Weaver dismissed the sexism charge.

“It certainly, I think, could be interpreted as edgy or snarky but nothing more,” he said.

Weaver, like other Sanders officials of late, said charges of sexism from Clinton supporters will be met with stern resistance.

“When we are the subject of attacks and innuendo from a super PAC that is openly coordinating with the Clinton campaign, when the opposing campaign is going to level accusations of sexism against the senator, which have been widely criticized in the media and condemned, I think it’s important for people to know that we are not just going to take those attacks and be a punching bag for the Clinton campaign,” he said. “It’s just not what we are going to do. They launched a vicious attack on us, we let them know that we’re not going to be a punching bag and now we’re ready to resume important issues facing the country.”

This is the message Sanders and his campaign are trying to project: We want to run the weedsy, long-stump-speech, feel-the-bern, issue-focused campaign we started running, but if Clinton and her team throw a punch we’re going to throw one back.

Sanders, who has run hard on a self-described history of never running a negative campaign ad, drew a distinction between pushing back on attacks coming his way and using barbs to focus in on areas where he and Clinton are divided.

“If I am called a sexist, for example, or other charges are made against me, we will respond forcefully. Of course we will, to defend ourselves,” Sanders told CNN Wednesday. “And we will very forcefully express our disagreements with Secretary Clinton on Wall Street, on the USA Patriot Act, on the death penalty, on issues where we disagree.
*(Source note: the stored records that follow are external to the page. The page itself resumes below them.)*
//! Property-based tests for the hash map and set.
//!
//! Every operation sequence is replayed against `std::collections::HashMap`
//! and the structural invariants of the table are checked along the way.

use std::collections::HashMap as StdMap;

use prim_hash::HashMap;
use prim_hash::HashSet;
use prim_hash::KeyHasher;
use prim_hash::hash_table::array_size;
use prim_hash::hash_table::max_fill;
use proptest::prelude::*;

// =============================================================================
// GENERATORS
// =============================================================================

#[derive(Debug, Clone)]
enum MapOp {
    Insert(i32, u32),
    Remove(i32),
    Get(i32),
    AddTo(i32, u32),
    CursorRemoveEvery(usize),
    Trim,
    Clear,
}

/// Keys from a narrow range so that collisions, the zero key and repeated
/// removals are common.
fn key() -> impl Strategy<Value = i32> {
    prop_oneof![
        4 => -64..64i32,
        1 => any::<i32>(),
    ]
}

fn map_ops() -> impl Strategy<Value = Vec<MapOp>> {
    prop::collection::vec(
        prop_oneof![
            8 => (key(), 0..1_000_000u32).prop_map(|(k, v)| MapOp::Insert(k, v)),
            4 => key().prop_map(MapOp::Remove),
            2 => key().prop_map(MapOp::Get),
            2 => (key(), 0..100u32).prop_map(|(k, v)| MapOp::AddTo(k, v)),
            1 => (1..5usize).prop_map(MapOp::CursorRemoveEvery),
            1 => Just(MapOp::Trim),
            1 => Just(MapOp::Clear),
        ],
        0..400,
    )
}

fn load_factor() -> impl Strategy<Value = f32> {
    prop_oneof![Just(0.25f32), Just(0.5f32), Just(0.75f32), Just(0.9f32), 0.05f32..0.95]
}

/// Hashes every key into one of eight buckets before mixing.
#[derive(Clone, Copy, Default)]
struct Bucketed;

impl KeyHasher<i32> for Bucketed {
    fn hash(&self, key: i32) -> u64 {
        (key & 7) as u64
    }

    fn equals(&self, a: i32, b: i32) -> bool {
        a == b
    }
}

fn check_invariants<S: KeyHasher<i32>>(map: &HashMap<i32, u32, S>, floor: usize) {
    let table = map.table();
    let slots = table.slot_count();
    assert!(slots.is_power_of_two());
    assert!(slots >= floor);
    assert_eq!(map.capacity(), max_fill(slots, map.load_factor()));
    assert!(map.len() <= map.capacity() + 1);
    assert_eq!(map.iter().count(), map.len());
}

// =============================================================================
// MODEL TESTS
// =============================================================================

proptest! {
    #[test]
    fn prop_map_matches_std(ops in map_ops(), expected in 0..64usize, f in load_factor()) {
        let mut map: HashMap<i32, u32> =
            HashMap::with_capacity_and_load_factor(expected, f).unwrap();
        let mut floor = map.table().slot_count();
        let mut model: StdMap<i32, u32> = StdMap::new();

        for op in ops {
            match op {
                MapOp::Insert(k, v) => {
                    prop_assert_eq!(map.insert(k, v), model.insert(k, v));
                }
                MapOp::Remove(k) => {
                    prop_assert_eq!(map.remove(k), model.remove(&k));
                }
                MapOp::Get(k) => {
                    prop_assert_eq!(map.get(k), model.get(&k));
                }
                MapOp::AddTo(k, v) => {
                    let old = map.add_to(k, v);
                    let entry = model.entry(k).or_insert(0);
                    prop_assert_eq!(old, *entry);
                    *entry += v;
                }
                MapOp::CursorRemoveEvery(step) => {
                    let mut i = 0;
                    let mut cursor = map.cursor();
                    while let Some(entry) = cursor.next_entry() {
                        let k = entry.key();
                        if i % step == 0 {
                            let (removed, _) = cursor.remove().unwrap();
                            prop_assert_eq!(removed, k);
                            model.remove(&k);
                        }
                        i += 1;
                    }
                }
                MapOp::Trim => {
                    prop_assert!(map.trim());
                    // Trimming may go below the size requested at construction.
                    floor = floor.min(map.table().slot_count());
                }
                MapOp::Clear => {
                    map.clear();
                    model.clear();
                }
            }
            check_invariants(&map, floor);
            prop_assert_eq!(map.len(), model.len());
        }

        for (k, v) in &model {
            prop_assert_eq!(map.get(*k), Some(v));
        }
    }

    #[test]
    fn prop_colliding_strategy_matches_std(ops in map_ops()) {
        let mut map: HashMap<i32, u32, Bucketed> =
            HashMap::with_capacity_and_strategy(0, Bucketed);
        let floor = map.table().slot_count();
        let mut model: StdMap<i32, u32> = StdMap::new();

        for op in ops {
            match op {
                MapOp::Insert(k, v) => prop_assert_eq!(map.insert(k, v), model.insert(k, v)),
                MapOp::Remove(k) => prop_assert_eq!(map.remove(k), model.remove(&k)),
                MapOp::Get(k) => prop_assert_eq!(map.get(k), model.get(&k)),
                MapOp::CursorRemoveEvery(step) => {
                    map.retain(|k, _| k.rem_euclid(step as i32) != 0);
                    model.retain(|k, _| k.rem_euclid(step as i32) != 0);
                }
                _ => {}
            }
            check_invariants(&map, floor);
        }

        let mut entries: Vec<_> = map.iter().map(|(k, v)| (k, *v)).collect();
        entries.sort_unstable();
        let mut expected: Vec<_> = model.into_iter().collect();
        expected.sort_unstable();
        prop_assert_eq!(entries, expected);
    }
}

// =============================================================================
// CURSOR AND SPLITTER TESTS
// =============================================================================

proptest! {
    #[test]
    fn prop_cursor_visits_each_entry_once(
        keys in prop::collection::hash_set(any::<i64>(), 0..2000),
        step in 1..6usize,
    ) {
        let mut map: HashMap<i64, i64> = keys.iter().map(|k| (*k, k.wrapping_mul(3))).collect();

        let mut visited = Vec::new();
        let mut removed = 0;
        let mut cursor = map.cursor();
        while let Some(entry) = cursor.next_entry() {
            prop_assert_eq!(*entry.value(), entry.key().wrapping_mul(3));
            visited.push(entry.key());
            if (visited.len() - 1) % step == 0 {
                cursor.remove().unwrap();
                removed += 1;
            }
        }

        visited.sort_unstable();
        let mut expected: Vec<_> = keys.iter().copied().collect();
        expected.sort_unstable();
        prop_assert_eq!(visited, expected);
        prop_assert_eq!(map.len(), keys.len() - removed);
        prop_assert_eq!(map.len(), keys.len() - keys.len().div_ceil(step));
    }

    #[test]
    fn prop_splitter_partitions_entries(
        keys in prop::collection::hash_set(any::<u16>(), 0..3000),
        depth in 0..8u32,
    ) {
        let set: HashSet<u16> = keys.iter().copied().collect();

        let mut parts = vec![set.splitter()];
        for _ in 0..depth {
            let mut next = Vec::new();
            for mut part in parts {
                if let Some(prefix) = part.try_split() {
                    prop_assert!(prefix.exact_size().is_none());
                    next.push(prefix);
                }
                next.push(part);
            }
            parts = next;
        }

        let mut seen = Vec::new();
        for part in parts {
            let estimate = part.estimate_size();
            prop_assert!(estimate <= set.len());
            seen.extend(part);
        }
        seen.sort_unstable();
        let mut expected: Vec<_> = keys.into_iter().collect();
        expected.sort_unstable();
        prop_assert_eq!(seen, expected);
    }
}

// =============================================================================
// SIZING TESTS
// =============================================================================

proptest! {
    #[test]
    fn prop_growth_threshold(expected in 0..300usize, f in load_factor()) {
        let mut map: HashMap<u64, u64> =
            HashMap::with_capacity_and_load_factor(expected, f).unwrap();
        let slots = map.table().slot_count();
        prop_assert_eq!(slots, array_size(expected, f).unwrap());

        let fill = map.capacity();
        for k in 1..=fill as u64 {
            map.insert(k, k);
        }
        prop_assert_eq!(map.table().slot_count(), slots);

        map.insert(u64::MAX, 0);
        let grown = map.table().slot_count();
        prop_assert!(grown > slots);
        prop_assert_eq!(grown, array_size(map.len() + 1, f).unwrap());
        prop_assert!(map.len() <= map.capacity());
        for k in 1..=fill as u64 {
            prop_assert_eq!(map.get(k), Some(&k));
        }
    }

    #[test]
    fn prop_trim_is_minimal_and_lossless(
        keys in prop::collection::hash_set(any::<u32>(), 0..500),
        extra in 0..5000usize,
        f in load_factor(),
    ) {
        let mut set: HashSet<u32> =
            HashSet::with_capacity_and_load_factor(keys.len() + extra, f).unwrap();
        set.extend(keys.iter().copied());

        prop_assert!(set.trim());
        let slots = set.table().slot_count();
        prop_assert!(set.len() <= max_fill(slots, f));
        prop_assert_eq!(slots, array_size(set.len(), f).unwrap());
        for k in &keys {
            prop_assert!(set.contains(*k));
        }
        prop_assert_eq!(set.len(), keys.len());
    }

    #[test]
    fn prop_same_strategy_same_layout(keys in prop::collection::vec(any::<i32>(), 0..500)) {
        let a: HashMap<i32, usize, Bucketed> =
            keys.iter().enumerate().map(|(i, k)| (*k, i)).collect();
        let b: HashMap<i32, usize, Bucketed> =
            keys.iter().enumerate().map(|(i, k)| (*k, i)).collect();

        prop_assert_eq!(a.keys().collect::<Vec<_>>(), b.keys().collect::<Vec<_>>());
        prop_assert!(a == b);
    }
}

// =============================================================================
// SCENARIOS
// =============================================================================

#[test]
fn expected_four_grows_on_the_seventh_key() {
    let mut map: HashMap<i32, i32> = HashMap::with_capacity(4);
    assert_eq!(map.table().slot_count(), 8);
    assert_eq!(map.capacity(), 6);

    for k in 1..=6 {
        map.insert(k, -k);
    }
    assert_eq!(map.len(), 6);
    assert_eq!(map.table().slot_count(), 8);

    map.insert(7, -7);
    assert_eq!(map.table().slot_count(), 16);
    assert_eq!(map.capacity(), 12);
    for k in 1..=7 {
        assert_eq!(map.get(k), Some(&-k));
    }
}

#[test]
fn zero_key_insert_remove_reinsert() {
    let mut set: HashSet<char> = HashSet::new();
    assert!(set.insert('\0'));
    assert!(set.insert('x'));
    assert!(set.remove('\0'));
    assert!(!set.contains('\0'));
    assert!(set.contains('x'));
    assert!(set.insert('\0'));
    assert_eq!(set.len(), 2);
}

#[test]
fn removing_every_third_entry_through_a_cursor() {
    for n in [0usize, 1, 2, 3, 10, 1000, 4097] {
        let mut map: HashMap<u32, u32> = (0..n as u32)
            .map(|k| (k.wrapping_mul(2_654_435_761), k))
            .collect();

        let mut visited = 0;
        let mut cursor = map.cursor();
        while cursor.next_entry().is_some() {
            visited += 1;
            if visited % 3 == 0 {
                cursor.remove().unwrap();
            }
        }

        assert_eq!(visited, n);
        assert_eq!(map.len(), (2 * n).div_ceil(3));
        assert_eq!(map.iter().count(), map.len());
        for (k, v) in map.iter() {
            assert_eq!(k, v.wrapping_mul(2_654_435_761));
        }
    }
}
That's called politics.”

On Wednesday night on the Fairfax, Virginia, campus of George Mason University, the Clinton focus was largely absent at a nationwide digital college town hall. A handful of area college students introduced Sanders, and a couple took veiled shots at Clinton while reading from prepared remarks. ("Only one candidate has been consistent in his support for the LGBTQ community," said one, echoing a Sanders campaign line.)

Sanders, for the most part, steered clear of Clinton, save for a section of his standard stump speech about his vote against the Iraq War she initially supported that has been part of his remarks for months. The highlight of the event was policy, not rhetoric, with Sanders debuting a push to end the federal prohibition on marijuana he said would serve to dramatically improve racial disparities in the country.

The highlight moment of the event was not a Sanders jab at Clinton but a moment when Sanders hugged and kissed a self-described Muslim-American student who delivered an emotional speech about the way her faith is often treated in American political discourse. Sanders pledged to work to end racism as president, and delivered an especially Sanders-esque lesson on how the economically powerful use prejudice to divide the working class.

Weaver insists this is the campaign Sanders, and the rest of his team, want to run. Senior aides, Weaver among them, are quick to say Sanders has “great respect” for Clinton and that they don’t want to be talking about anything else than the issues in that deep-dive Sanders way.

He puts the blame for the amped-up rhetoric at the feet of Clinton and said it’s possible to put the sharp-elbowed genie back in the bottle.

“We have controlled the agenda in this campaign, I think it’s fair to say the other side has controlled the tone,” he said. “We hope that tone returns to the kind of civil discourse on the issues we’ve been looking for the whole time.”